Problem details:
Could you reproduce every record below exactly as it stands?

══ Extracted data ══

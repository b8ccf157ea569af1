//! Package manager error types.

use std::fmt;
use std::io;

/// Package manager error codes.
pub mod codes {
    pub const PKG_VCS_FAILED: &str = "PKG_VCS_FAILED";
    pub const PKG_FETCH_FAILED: &str = "PKG_FETCH_FAILED";
    pub const PKG_COPY_FAILED: &str = "PKG_COPY_FAILED";
    pub const PKG_SET_VERSION_FAILED: &str = "PKG_SET_VERSION_FAILED";
    pub const PKG_UPDATE_FAILED: &str = "PKG_UPDATE_FAILED";
    pub const PKG_VENDORED_COPY: &str = "PKG_VENDORED_COPY";
    pub const PKG_RESOLVER_INIT_FAILED: &str = "PKG_RESOLVER_INIT_FAILED";
    pub const PKG_WALK_FAILED: &str = "PKG_WALK_FAILED";
    pub const PKG_CACHE_ERROR: &str = "PKG_CACHE_ERROR";
    pub const PKG_IO_ERROR: &str = "PKG_IO_ERROR";
    pub const PKG_NAME_INVALID: &str = "PKG_NAME_INVALID";

    pub const PKG_MANIFEST_NOT_FOUND: &str = "PKG_MANIFEST_NOT_FOUND";
    pub const PKG_MANIFEST_INVALID: &str = "PKG_MANIFEST_INVALID";
    pub const PKG_LOCK_INVALID: &str = "PKG_LOCK_INVALID";
    pub const PKG_LOCK_WRITE_FAILED: &str = "PKG_LOCK_WRITE_FAILED";
}

/// Package manager error.
///
/// Carries a stable code and a human-readable message. Errors produced by
/// aggregating several failures keep every individual failure in
/// [`PkgError::related`].
#[derive(Debug, Clone)]
pub struct PkgError {
    code: &'static str,
    message: String,
    related: Vec<PkgError>,
}

impl PkgError {
    /// Create a new error with the given code and message.
    #[must_use]
    pub fn new(code: &'static str, message: impl Into<String>) -> Self {
        Self {
            code,
            message: message.into(),
            related: Vec::new(),
        }
    }

    /// Get the error code.
    #[must_use]
    pub fn code(&self) -> &'static str {
        self.code
    }

    /// Get the error message.
    #[must_use]
    pub fn message(&self) -> &str {
        &self.message
    }

    /// Individual failures folded into this error, if it is an aggregate.
    #[must_use]
    pub fn related(&self) -> &[PkgError] {
        &self.related
    }

    /// Combine several failures into one `PKG_UPDATE_FAILED` error.
    ///
    /// A single failure is returned unchanged.
    #[must_use]
    pub fn multiple(mut errors: Vec<PkgError>) -> Self {
        if errors.len() == 1 {
            return errors.remove(0);
        }
        let message = errors
            .iter()
            .map(ToString::to_string)
            .collect::<Vec<_>>()
            .join("\n");
        Self {
            code: codes::PKG_UPDATE_FAILED,
            message: format!("{} dependencies failed to update:\n{message}", errors.len()),
            related: errors,
        }
    }

    /// Attach the individual failures this error summarizes.
    #[must_use]
    pub fn with_related(mut self, related: Vec<PkgError>) -> Self {
        self.related = related;
        self
    }

    /// A VCS command failed.
    pub fn vcs(msg: impl Into<String>) -> Self {
        Self::new(codes::PKG_VCS_FAILED, msg)
    }

    /// Fetching a missing package failed.
    #[must_use]
    pub fn fetch_failed(name: &str, reason: impl fmt::Display) -> Self {
        Self::new(
            codes::PKG_FETCH_FAILED,
            format!("Failed to fetch {name}: {reason}"),
        )
    }

    /// Copying a package from a local source root failed.
    #[must_use]
    pub fn copy_failed(name: &str, reason: impl fmt::Display) -> Self {
        Self::new(
            codes::PKG_COPY_FAILED,
            format!("Failed to copy {name}: {reason}"),
        )
    }

    /// Moving a checkout to a reference failed.
    #[must_use]
    pub fn set_version_failed(name: &str, reference: &str, reason: impl fmt::Display) -> Self {
        Self::new(
            codes::PKG_SET_VERSION_FAILED,
            format!("Unable to set version on {name} to {reference}: {reason}"),
        )
    }

    /// Updating a single dependency failed.
    #[must_use]
    pub fn update_failed(name: &str, reason: impl fmt::Display) -> Self {
        Self::new(
            codes::PKG_UPDATE_FAILED,
            format!("Update failed for {name}: {reason}"),
        )
    }

    /// A vendored copy (no VCS metadata) is in the way of an update.
    #[must_use]
    pub fn vendored_copy(name: &str) -> Self {
        Self::new(
            codes::PKG_VENDORED_COPY,
            format!("{name} is a vendored copy without VCS metadata; use --update-vendored or --force to replace it"),
        )
    }

    /// The import graph walker could not be constructed.
    pub fn resolver_init(msg: impl Into<String>) -> Self {
        Self::new(codes::PKG_RESOLVER_INIT_FAILED, msg)
    }

    /// The import graph walk failed.
    pub fn walk_failed(msg: impl Into<String>) -> Self {
        Self::new(codes::PKG_WALK_FAILED, msg)
    }

    /// The shared repository cache could not be prepared.
    pub fn cache_error(msg: impl Into<String>) -> Self {
        Self::new(codes::PKG_CACHE_ERROR, msg)
    }

    /// A package name does not resolve to a repository root.
    #[must_use]
    pub fn name_invalid(name: &str) -> Self {
        Self::new(
            codes::PKG_NAME_INVALID,
            format!("Package name is required for {name:?}"),
        )
    }

    /// Manifest not found at the given path.
    #[must_use]
    pub fn manifest_not_found(path: &std::path::Path) -> Self {
        Self::new(
            codes::PKG_MANIFEST_NOT_FOUND,
            format!("manifest not found: {}", path.display()),
        )
    }

    /// Manifest could not be read or parsed.
    pub fn manifest_invalid(msg: impl Into<String>) -> Self {
        Self::new(codes::PKG_MANIFEST_INVALID, msg)
    }

    /// Lockfile could not be read or parsed.
    pub fn lock_invalid(msg: impl Into<String>) -> Self {
        Self::new(codes::PKG_LOCK_INVALID, msg)
    }

    /// Lockfile could not be written.
    pub fn lock_write_failed(msg: impl Into<String>) -> Self {
        Self::new(codes::PKG_LOCK_WRITE_FAILED, msg)
    }
}

impl fmt::Display for PkgError {
    fn fmt(&self, f: &mut fmt::Formatter<'_>) -> fmt::Result {
        write!(f, "{}: {}", self.code, self.message)
    }
}

impl std::error::Error for PkgError {}

impl From<io::Error> for PkgError {
    fn from(e: io::Error) -> Self {
        Self::new(codes::PKG_IO_ERROR, e.to_string())
    }
}

impl From<serde_json::Error> for PkgError {
    fn from(e: serde_json::Error) -> Self {
        Self::new(codes::PKG_MANIFEST_INVALID, format!("Invalid JSON: {e}"))
    }
}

═══

Task result:
repository b8ccf157ea569af1
//! Package manager error types.

use std::fmt;
use std::io;

/// Package manager error codes.
pub mod codes {
    pub const PKG_VCS_FAILED: &str = "PKG_VCS_FAILED";
    pub const PKG_FETCH_FAILED: &str = "PKG_FETCH_FAILED";
    pub const PKG_COPY_FAILED: &str = "PKG_COPY_FAILED";
    pub const PKG_SET_VERSION_FAILED: &str = "PKG_SET_VERSION_FAILED";
    pub const PKG_UPDATE_FAILED: &str = "PKG_UPDATE_FAILED";
    pub const PKG_VENDORED_COPY: &str = "PKG_VENDORED_COPY";
    pub const PKG_RESOLVER_INIT_FAILED: &str = "PKG_RESOLVER_INIT_FAILED";
    pub const PKG_WALK_FAILED: &str = "PKG_WALK_FAILED";
    pub const PKG_CACHE_ERROR: &str = "PKG_CACHE_ERROR";
    pub const PKG_IO_ERROR: &str = "PKG_IO_ERROR";
    pub const PKG_NAME_INVALID: &str = "PKG_NAME_INVALID";

    pub const PKG_MANIFEST_NOT_FOUND: &str = "PKG_MANIFEST_NOT_FOUND";
    pub const PKG_MANIFEST_INVALID: &str = "PKG_MANIFEST_INVALID";
    pub const PKG_LOCK_INVALID: &str = "PKG_LOCK_INVALID";
    pub const PKG_LOCK_WRITE_FAILED: &str = "PKG_LOCK_WRITE_FAILED";
}

/// Package manager error.
///
/// Carries a stable code and a human-readable message. Errors produced by
/// aggregating several failures keep every individual failure in
/// [`PkgError::related`].
#[derive(Debug, Clone)]
pub struct PkgError {
    code: &'static str,
    message: String,
    related: Vec<PkgError>,
}

impl PkgError {
    /// Create a new error with the given code and message.
    #[must_use]
    pub fn new(code: &'static str, message: impl Into<String>) -> Self {
        Self {
            code,
            message: message.into(),
            related: Vec::new(),
        }
    }

    /// Get the error code.
    #[must_use]
    pub fn code(&self) -> &'static str {
        self.code
    }

    /// Get the error message.
    #[must_use]
    pub fn message(&self) -> &str {
        &self.message
    }

    /// Individual failures folded into this error, if it is an aggregate.
    #[must_use]
    pub fn related(&self) -> &[PkgError] {
        &self.related
    }

    /// Combine several failures into one `PKG_UPDATE_FAILED` error.
    ///
    /// A single failure is returned unchanged.
    #[must_use]
    pub fn multiple(mut errors: Vec<PkgError>) -> Self {
        if errors.len() == 1 {
            return errors.remove(0);
        }
        let message = errors
            .iter()
            .map(ToString::to_string)
            .collect::<Vec<_>>()
            .join("\n");
        Self {
            code: codes::PKG_UPDATE_FAILED,
            message: format!("{} dependencies failed to update:\n{message}", errors.len()),
            related: errors,
        }
    }

    /// Attach the individual failures this error summarizes.
    #[must_use]
    pub fn with_related(mut self, related: Vec<PkgError>) -> Self {
        self.related = related;
        self
    }

    /// A VCS command failed.
    pub fn vcs(msg: impl Into<String>) -> Self {
        Self::new(codes::PKG_VCS_FAILED, msg)
    }

    /// Fetching a missing package failed.
    #[must_use]
    pub fn fetch_failed(name: &str, reason: impl fmt::Display) -> Self {
        Self::new(
            codes::PKG_FETCH_FAILED,
            format!("Failed to fetch {name}: {reason}"),
        )
    }

    /// Copying a package from a local source root failed.
    #[must_use]
    pub fn copy_failed(name: &str, reason: impl fmt::Display) -> Self {
        Self::new(
            codes::PKG_COPY_FAILED,
            format!("Failed to copy {name}: {reason}"),
        )
    }

    /// Moving a checkout to a reference failed.
    #[must_use]
    pub fn set_version_failed(name: &str, reference: &str, reason: impl fmt::Display) -> Self {
        Self::new(
            codes::PKG_SET_VERSION_FAILED,
            format!("Unable to set version on {name} to {reference}: {reason}"),
        )
    }

    /// Updating a single dependency failed.
    #[must_use]
    pub fn update_failed(name: &str, reason: impl fmt::Display) -> Self {
        Self::new(
            codes::PKG_UPDATE_FAILED,
            format!("Update failed for {name}: {reason}"),
        )
    }

    /// A vendored copy (no VCS metadata) is in the way of an update.
    #[must_use]
    pub fn vendored_copy(name: &str) -> Self {
        Self::new(
            codes::PKG_VENDORED_COPY,
            format!("{name} is a vendored copy without VCS metadata; use --update-vendored or --force to replace it"),
        )
    }

    /// The import graph walker could not be constructed.
    pub fn resolver_init(msg: impl Into<String>) -> Self {
        Self::new(codes::PKG_RESOLVER_INIT_FAILED, msg)
    }

    /// The import graph walk failed.
    pub fn walk_failed(msg: impl Into<String>) -> Self {
        Self::new(codes::PKG_WALK_FAILED, msg)
    }

    /// The shared repository cache could not be prepared.
    pub fn cache_error(msg: impl Into<String>) -> Self {
        Self::new(codes::PKG_CACHE_ERROR, msg)
    }

    /// A package name does not resolve to a repository root.
    #[must_use]
    pub fn name_invalid(name: &str) -> Self {
        Self::new(
            codes::PKG_NAME_INVALID,
            format!("Package name is required for {name:?}"),
        )
    }

    /// Manifest not found at the given path.
    #[must_use]
    pub fn manifest_not_found(path: &std::path::Path) -> Self {
        Self::new(
            codes::PKG_MANIFEST_NOT_FOUND,
            format!("manifest not found: {}", path.display()),
        )
    }

    /// Manifest could not be read or parsed.
    pub fn manifest_invalid(msg: impl Into<String>) -> Self {
        Self::new(codes::PKG_MANIFEST_INVALID, msg)
    }

    /// Lockfile could not be read or parsed.
    pub fn lock_invalid(msg: impl Into<String>) -> Self {
        Self::new(codes::PKG_LOCK_INVALID, msg)
    }

    /// Lockfile could not be written.
    pub fn lock_write_failed(msg: impl Into<String>) -> Self {
        Self::new(codes::PKG_LOCK_WRITE_FAILED, msg)
    }
}

impl fmt::Display for PkgError {
    fn fmt(&self, f: &mut fmt::Formatter<'_>) -> fmt::Result {
        write!(f, "{}: {}", self.code, self.message)
    }
}

impl std::error::Error for PkgError {}

impl From<io::Error> for PkgError {
    fn from(e: io::Error) -> Self {
        Self::new(codes::PKG_IO_ERROR, e.to_string())
    }
}

impl From<serde_json::Error> for PkgError {
    fn from(e: serde_json::Error) -> Self {
        Self::new(codes::PKG_MANIFEST_INVALID, format!("Invalid JSON: {e}"))
    }
}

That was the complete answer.